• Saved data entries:
##############################

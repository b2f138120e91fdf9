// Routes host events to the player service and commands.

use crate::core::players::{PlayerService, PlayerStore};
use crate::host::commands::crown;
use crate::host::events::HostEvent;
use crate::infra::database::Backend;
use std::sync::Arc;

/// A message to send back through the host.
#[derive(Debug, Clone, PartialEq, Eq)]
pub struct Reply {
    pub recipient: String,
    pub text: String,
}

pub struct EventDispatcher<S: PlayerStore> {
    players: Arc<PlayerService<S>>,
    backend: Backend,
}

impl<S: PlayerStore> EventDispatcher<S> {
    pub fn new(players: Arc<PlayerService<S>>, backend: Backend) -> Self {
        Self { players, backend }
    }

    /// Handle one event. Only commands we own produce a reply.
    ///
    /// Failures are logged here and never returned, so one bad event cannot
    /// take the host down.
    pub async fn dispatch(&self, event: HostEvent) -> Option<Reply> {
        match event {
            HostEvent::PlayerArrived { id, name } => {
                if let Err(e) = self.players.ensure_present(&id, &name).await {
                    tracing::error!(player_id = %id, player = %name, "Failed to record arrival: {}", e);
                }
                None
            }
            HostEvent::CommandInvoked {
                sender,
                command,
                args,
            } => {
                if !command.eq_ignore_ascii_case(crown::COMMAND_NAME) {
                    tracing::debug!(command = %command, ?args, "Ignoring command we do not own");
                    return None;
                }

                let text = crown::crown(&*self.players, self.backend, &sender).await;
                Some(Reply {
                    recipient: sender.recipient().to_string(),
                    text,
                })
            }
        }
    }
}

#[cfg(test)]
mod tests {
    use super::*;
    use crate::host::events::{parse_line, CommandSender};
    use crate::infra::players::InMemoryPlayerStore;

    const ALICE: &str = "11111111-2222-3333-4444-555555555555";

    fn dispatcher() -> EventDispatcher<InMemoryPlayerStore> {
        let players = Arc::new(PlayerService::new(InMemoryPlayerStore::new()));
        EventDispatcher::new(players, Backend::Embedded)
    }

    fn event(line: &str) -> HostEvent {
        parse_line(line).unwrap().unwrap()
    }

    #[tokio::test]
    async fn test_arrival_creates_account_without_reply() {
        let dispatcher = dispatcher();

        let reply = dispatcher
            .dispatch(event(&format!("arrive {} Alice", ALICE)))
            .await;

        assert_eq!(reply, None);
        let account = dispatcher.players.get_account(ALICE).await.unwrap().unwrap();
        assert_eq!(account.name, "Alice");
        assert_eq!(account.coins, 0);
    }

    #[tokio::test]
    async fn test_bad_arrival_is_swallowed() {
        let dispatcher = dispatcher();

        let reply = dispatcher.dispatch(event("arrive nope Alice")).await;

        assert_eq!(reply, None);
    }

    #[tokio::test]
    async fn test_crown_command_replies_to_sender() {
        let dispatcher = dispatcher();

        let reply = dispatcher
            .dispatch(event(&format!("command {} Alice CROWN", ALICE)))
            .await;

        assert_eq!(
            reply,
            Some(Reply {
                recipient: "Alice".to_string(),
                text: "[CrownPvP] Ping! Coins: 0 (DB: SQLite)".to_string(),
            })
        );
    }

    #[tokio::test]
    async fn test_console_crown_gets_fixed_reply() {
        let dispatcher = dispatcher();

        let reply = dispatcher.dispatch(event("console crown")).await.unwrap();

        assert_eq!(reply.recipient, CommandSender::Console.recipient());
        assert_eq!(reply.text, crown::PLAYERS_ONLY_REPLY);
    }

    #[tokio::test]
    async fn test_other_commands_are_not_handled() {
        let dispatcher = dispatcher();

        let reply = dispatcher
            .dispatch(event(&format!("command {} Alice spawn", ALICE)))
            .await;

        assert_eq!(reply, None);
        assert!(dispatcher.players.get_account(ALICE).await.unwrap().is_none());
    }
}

##############################

• What you need to do:
Please retype the data exactly as it stands, from its first line down to the line that contains "use crate::infra::database::Backend;", then stop.

• Problem solution:
repository b2f138120e91fdf9
// Routes host events to the player service and commands.

use crate::core::players::{PlayerService, PlayerStore};
use crate::host::commands::crown;
use crate::host::events::HostEvent;
use crate::infra::database::Backend;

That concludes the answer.